Now, two years down the line, TikTok may face losing its place in Google’s Play Store and Apple’s App Store. That is, if the two companies reply to FCC Commissioner head Brendan Carr in the affirmative.

Carr, in a letter to the two companies, held nothing back as he asked both tech titans to remove the Chinese short-video making platform TikTok from their respective app stores for “its pattern of surreptitious data practices.” Both companies have till July 8 to explain why they have not removed TikTok from their app stores if they have not done that already.

He said that TikTok was not another video app, instead, it was the sheep’s clothing – referring to an idiom that describes those who pretend to be something contrary to their real character, and with whom contact is dangerous.

“As you know TikTok is an app that is available to millions of Americans through your app stores, and it collects vast troves of sensitive data about those US users. TikTok is owned by Beijing-based ByteDance — an organization that is beholden to the Communist Party of China and required by the Chinese law to comply with PRC’s surveillance demands,” Carr said in the letter, which was addressed to the heads of Google and Apple – Sundar Pichai and Tim Cook respectively.

The letter, which was made public in the senior Republican commissioner’s post on Twitter, called the ByteDance-owned short video-sharing service a sophisticated surveillance tool that harvests loads of personal and sensitive data (which belonged to users in the US).

The US is one of the largest markets for the six-year-old TikTok – in fact, it is the largest one, having nearly 136.5 million users engaging with the platform. This enables TikTok to have unfettered access to extensive amounts of data, which is harvested and utilized by the platform. This, according to Carr, puts TikTok as an “unacceptable national security risk.”

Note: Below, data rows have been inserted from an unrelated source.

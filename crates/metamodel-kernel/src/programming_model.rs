//! The programming model: an ordered registry of facet factories,
//! validators and post-processors.
//!
//! Entries are registered under a [`ProcessingOrder`] bucket with optional
//! [`Marker`]s. `init` walks the buckets in enum order and each bucket in
//! registration order, drops entries the [`ProgrammingModelInitFilter`]
//! rejects, constructs the rest and freezes the result. Suppliers of
//! rejected entries are never invoked.

use crate::error::{MetamodelError, short_type_name};
use crate::factory::FacetFactory;
use crate::post_process::ObjectSpecificationPostProcessor;
use crate::validation::{MetaModelValidator, ValidatorComposite};
use serde::{Deserialize, Serialize};
use std::any::TypeId;
use std::collections::BTreeSet;
use std::fmt;
use std::sync::{Arc, OnceLock};

/// Execution phases. Factories in an earlier phase always run first.
#[derive(
    Debug, Clone, Copy, PartialEq, Eq, PartialOrd, Ord, Hash, Serialize, Deserialize,
)]
#[serde(rename_all = "SCREAMING_SNAKE_CASE")]
pub enum ProcessingOrder {
    A1FallbackDefaults,
    A2AfterFallbackDefaults,
    B1ObjectNaming,
    C1MethodRemoving,
    C2AfterMethodRemoving,
    D1MandatorySupport,
    E1MemberModelling,
    F1Layout,
    G1ValueTypes,
    Z1Finally,
}

impl ProcessingOrder {
    pub const ALL: [ProcessingOrder; 10] = [
        ProcessingOrder::A1FallbackDefaults,
        ProcessingOrder::A2AfterFallbackDefaults,
        ProcessingOrder::B1ObjectNaming,
        ProcessingOrder::C1MethodRemoving,
        ProcessingOrder::C2AfterMethodRemoving,
        ProcessingOrder::D1MandatorySupport,
        ProcessingOrder::E1MemberModelling,
        ProcessingOrder::F1Layout,
        ProcessingOrder::G1ValueTypes,
        ProcessingOrder::Z1Finally,
    ];

    pub fn as_str(self) -> &'static str {
        match self {
            ProcessingOrder::A1FallbackDefaults => "A1_FALLBACK_DEFAULTS",
            ProcessingOrder::A2AfterFallbackDefaults => "A2_AFTER_FALLBACK_DEFAULTS",
            ProcessingOrder::B1ObjectNaming => "B1_OBJECT_NAMING",
            ProcessingOrder::C1MethodRemoving => "C1_METHOD_REMOVING",
            ProcessingOrder::C2AfterMethodRemoving => "C2_AFTER_METHOD_REMOVING",
            ProcessingOrder::D1MandatorySupport => "D1_MANDATORY_SUPPORT",
            ProcessingOrder::E1MemberModelling => "E1_MEMBER_MODELLING",
            ProcessingOrder::F1Layout => "F1_LAYOUT",
            ProcessingOrder::G1ValueTypes => "G1_VALUE_TYPES",
            ProcessingOrder::Z1Finally => "Z1_FINALLY",
        }
    }
}

impl fmt::Display for ProcessingOrder {
    fn fmt(&self, f: &mut fmt::Formatter<'_>) -> fmt::Result {
        f.write_str(self.as_str())
    }
}

/// Labels attached to registrations so whole groups can be switched off.
#[derive(
    Debug, Clone, Copy, PartialEq, Eq, PartialOrd, Ord, Hash, Serialize, Deserialize,
)]
#[serde(rename_all = "lowercase")]
pub enum Marker {
    Deprecated,
    Incubating,
    Internal,
}

impl Marker {
    pub fn as_str(self) -> &'static str {
        match self {
            Marker::Deprecated => "deprecated",
            Marker::Incubating => "incubating",
            Marker::Internal => "internal",
        }
    }
}

impl fmt::Display for Marker {
    fn fmt(&self, f: &mut fmt::Formatter<'_>) -> fmt::Result {
        f.write_str(self.as_str())
    }
}

/// Decides which registrations survive `init`.
#[derive(Debug, Clone, Default, PartialEq, Eq)]
pub struct ProgrammingModelInitFilter {
    excluded: BTreeSet<Marker>,
}

impl ProgrammingModelInitFilter {
    pub fn accept_all() -> Self {
        Self::default()
    }

    /// Rejects every registration carrying at least one of `markers`.
    pub fn excluding(markers: impl IntoIterator<Item = Marker>) -> Self {
        Self {
            excluded: markers.into_iter().collect(),
        }
    }

    pub fn accepts(&self, markers: &[Marker]) -> bool {
        !markers.iter().any(|marker| self.excluded.contains(marker))
    }

    pub fn excluded_markers(&self) -> impl Iterator<Item = Marker> + '_ {
        self.excluded.iter().copied()
    }
}

type FactorySupplier = Box<dyn Fn() -> Arc<dyn FacetFactory> + Send + Sync>;
type ValidatorSupplier = Box<dyn Fn() -> Box<dyn MetaModelValidator> + Send + Sync>;
type PostProcessorSupplier = Box<dyn Fn() -> Arc<dyn ObjectSpecificationPostProcessor> + Send + Sync>;

struct FactoryEntry {
    order: ProcessingOrder,
    type_id: TypeId,
    name: &'static str,
    markers: Vec<Marker>,
    supplier: FactorySupplier,
    instance: OnceLock<Arc<dyn FacetFactory>>,
}

impl FactoryEntry {
    fn instance(&self) -> &Arc<dyn FacetFactory> {
        self.instance.get_or_init(|| {
            tracing::debug!(factory = self.name, order = %self.order, "constructing facet factory");
            (self.supplier)()
        })
    }
}

struct ValidatorEntry {
    name: &'static str,
    markers: Vec<Marker>,
    supplier: ValidatorSupplier,
}

struct PostProcessorEntry {
    order: ProcessingOrder,
    name: &'static str,
    markers: Vec<Marker>,
    supplier: PostProcessorSupplier,
}

/// A factory that survived `init`, in execution order.
#[derive(Clone)]
pub struct ActiveFactory {
    order: ProcessingOrder,
    markers: Vec<Marker>,
    factory: Arc<dyn FacetFactory>,
}

impl ActiveFactory {
    pub fn order(&self) -> ProcessingOrder {
        self.order
    }

    pub fn markers(&self) -> &[Marker] {
        &self.markers
    }

    pub fn factory(&self) -> &Arc<dyn FacetFactory> {
        &self.factory
    }

    pub fn name(&self) -> &'static str {
        self.factory.name()
    }
}

impl fmt::Debug for ActiveFactory {
    fn fmt(&self, f: &mut fmt::Formatter<'_>) -> fmt::Result {
        f.debug_struct("ActiveFactory")
            .field("order", &self.order)
            .field("name", &self.name())
            .field("markers", &self.markers)
            .finish()
    }
}

/// Kind of a registry entry, for listings.
#[derive(Debug, Clone, Copy, PartialEq, Eq, Serialize)]
#[serde(rename_all = "snake_case")]
pub enum RegistrationKind {
    Factory,
    Validator,
    PostProcessor,
}

/// Summary of one registration, accepted or not.
#[derive(Debug, Clone, PartialEq, Eq, Serialize)]
#[serde(rename_all = "camelCase")]
pub struct Registration {
    pub kind: RegistrationKind,
    #[serde(skip_serializing_if = "Option::is_none")]
    pub order: Option<ProcessingOrder>,
    pub name: &'static str,
    pub markers: Vec<Marker>,
}

struct Frozen {
    factories: Vec<ActiveFactory>,
    post_processors: Vec<Arc<dyn ObjectSpecificationPostProcessor>>,
}

#[derive(Default)]
pub struct ProgrammingModel {
    factories: Vec<FactoryEntry>,
    validators: Vec<ValidatorEntry>,
    post_processors: Vec<PostProcessorEntry>,
    frozen: Option<Frozen>,
}

impl ProgrammingModel {
    pub fn new() -> Self {
        Self::default()
    }

    fn assert_not_initialized(&self, operation: &'static str) -> Result<(), MetamodelError> {
        if self.frozen.is_some() {
            return Err(MetamodelError::ProgrammingModelFrozen { operation });
        }
        Ok(())
    }

    /// Registers factory type `F` under `order`. `supplier` runs at most once, during `init`.
    pub fn add_factory<F: FacetFactory>(
        &mut self,
        order: ProcessingOrder,
        supplier: impl Fn() -> F + Send + Sync + 'static,
        markers: &[Marker],
    ) -> Result<(), MetamodelError> {
        self.assert_not_initialized("add a facet factory")?;
        let type_id = TypeId::of::<F>();
        let name = short_type_name(std::any::type_name::<F>());
        if self.factories.iter().any(|entry| entry.type_id == type_id) {
            return Err(MetamodelError::DuplicateFactory { factory: name });
        }
        self.factories.push(FactoryEntry {
            order,
            type_id,
            name,
            markers: markers.to_vec(),
            supplier: Box::new(move || Arc::new(supplier()) as Arc<dyn FacetFactory>),
            instance: OnceLock::new(),
        });
        Ok(())
    }

    pub fn add_validator<V: MetaModelValidator + 'static>(
        &mut self,
        supplier: impl Fn() -> V + Send + Sync + 'static,
        markers: &[Marker],
    ) -> Result<(), MetamodelError> {
        self.assert_not_initialized("add a validator")?;
        self.validators.push(ValidatorEntry {
            name: short_type_name(std::any::type_name::<V>()),
            markers: markers.to_vec(),
            supplier: Box::new(move || Box::new(supplier()) as Box<dyn MetaModelValidator>),
        });
        Ok(())
    }

    pub fn add_post_processor<P: ObjectSpecificationPostProcessor>(
        &mut self,
        order: ProcessingOrder,
        supplier: impl Fn() -> P + Send + Sync + 'static,
        markers: &[Marker],
    ) -> Result<(), MetamodelError> {
        self.assert_not_initialized("add a post-processor")?;
        self.post_processors.push(PostProcessorEntry {
            order,
            name: short_type_name(std::any::type_name::<P>()),
            markers: markers.to_vec(),
            supplier: Box::new(move || {
                Arc::new(supplier()) as Arc<dyn ObjectSpecificationPostProcessor>
            }),
        });
        Ok(())
    }

    /// Resolves the filtered, ordered factory list and freezes the model.
    ///
    /// Accepted validators, and those contributed by refining factories, are
    /// moved into `validators`.
    pub fn init(
        &mut self,
        filter: &ProgrammingModelInitFilter,
        validators: &mut ValidatorComposite,
    ) -> Result<(), MetamodelError> {
        self.assert_not_initialized("initialize twice")?;

        let mut entries: Vec<&FactoryEntry> = self.factories.iter().collect();
        // stable: registration order is kept within a bucket
        entries.sort_by_key(|entry| entry.order);

        let mut factories = Vec::with_capacity(entries.len());
        for entry in entries {
            if !filter.accepts(&entry.markers) {
                tracing::debug!(factory = entry.name, markers = ?entry.markers, "facet factory excluded");
                continue;
            }
            let factory = Arc::clone(entry.instance());
            if let Some(refiner) = factory.capabilities().validator_refiner {
                refiner.refine_programming_model(validators);
            }
            factories.push(ActiveFactory {
                order: entry.order,
                markers: entry.markers.clone(),
                factory,
            });
        }

        for entry in &self.validators {
            if filter.accepts(&entry.markers) {
                validators.add((entry.supplier)());
            } else {
                tracing::debug!(validator = entry.name, markers = ?entry.markers, "validator excluded");
            }
        }

        let mut entries: Vec<&PostProcessorEntry> = self.post_processors.iter().collect();
        entries.sort_by_key(|entry| entry.order);
        let mut post_processors = Vec::with_capacity(entries.len());
        for entry in entries {
            if filter.accepts(&entry.markers) {
                post_processors.push((entry.supplier)());
            } else {
                tracing::debug!(post_processor = entry.name, markers = ?entry.markers, "post-processor excluded");
            }
        }

        tracing::info!(
            factories = factories.len(),
            validators = validators.len(),
            post_processors = post_processors.len(),
            excluded = ?filter.excluded_markers().collect::<Vec<_>>(),
            "programming model initialized"
        );
        self.frozen = Some(Frozen {
            factories,
            post_processors,
        });
        Ok(())
    }

    pub fn is_initialized(&self) -> bool {
        self.frozen.is_some()
    }

    /// The frozen factories in execution order; empty before `init`.
    pub fn stream(&self) -> impl Iterator<Item = &Arc<dyn FacetFactory>> {
        self.active_factories().iter().map(ActiveFactory::factory)
    }

    pub fn active_factories(&self) -> &[ActiveFactory] {
        self.frozen
            .as_ref()
            .map(|frozen| frozen.factories.as_slice())
            .unwrap_or_default()
    }

    /// The frozen post-processors in execution order; empty before `init`.
    pub fn post_processors(&self) -> &[Arc<dyn ObjectSpecificationPostProcessor>] {
        self.frozen
            .as_ref()
            .map(|frozen| frozen.post_processors.as_slice())
            .unwrap_or_default()
    }

    /// Every registration in registration order, regardless of filtering.
    pub fn registrations(&self) -> Vec<Registration> {
        let factories = self.factories.iter().map(|entry| Registration {
            kind: RegistrationKind::Factory,
            order: Some(entry.order),
            name: entry.name,
            markers: entry.markers.clone(),
        });
        let validators = self.validators.iter().map(|entry| Registration {
            kind: RegistrationKind::Validator,
            order: None,
            name: entry.name,
            markers: entry.markers.clone(),
        });
        let post_processors = self.post_processors.iter().map(|entry| Registration {
            kind: RegistrationKind::PostProcessor,
            order: Some(entry.order),
            name: entry.name,
            markers: entry.markers.clone(),
        });
        factories.chain(validators).chain(post_processors).collect()
    }
}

This is hardly the first time that TikTok’s use of US users’ data has placed it in hot waters in the country. This is an area which drew increased scrutiny from both former and current US presidents – Donald Trump and Joe Biden – and the latter even proposed new guidelines to gain increased oversight on apps that had ties to “jurisdiction of foreign adversaries.”

Given that TikTok-parent ByteDance has ties to the Communist Party of China and is required by the Chinese law to comply with the surveillance demands of the PRC, it is safe to say that TikTok qualifies in this regard.

This also comes after a recent BuzzFeed News report, which stated that TikTok’s employees in China had access to US data between September 2021 and January 2022. TikTok, in reply, said that it was moving all US users’ data to Oracle servers situated in the country.